» **Your task**: Copy out the entries exactly. Print them in full.

» **Data for review**:
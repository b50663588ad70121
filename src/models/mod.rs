//! Request and Response models for the gateway API
//!
//! This module defines the DTOs (Data Transfer Objects) used for
//! serializing/deserializing HTTP request and response bodies.

pub mod requests;
pub mod responses;

// Re-export commonly used types
pub use requests::{AskRequest, SearchQuery};
pub use responses::{
    AskResponse, ChefTipsResponse, ClearResponse, HealthResponse, MealDetailResponse,
    StatsResponse,
};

» **Output**:
repository b50663588ad70121
filename src/models/mod.rs
//! Request and Response models for the gateway API
//!
//! This module defines the DTOs (Data Transfer Objects) used for
//! serializing/deserializing HTTP request and response bodies.

pub mod requests;
pub mod responses;

// Re-export commonly used types
pub use requests::{AskRequest, SearchQuery};
pub use responses::{
    AskResponse, ChefTipsResponse, ClearResponse, HealthResponse, MealDetailResponse,
    StatsResponse,
};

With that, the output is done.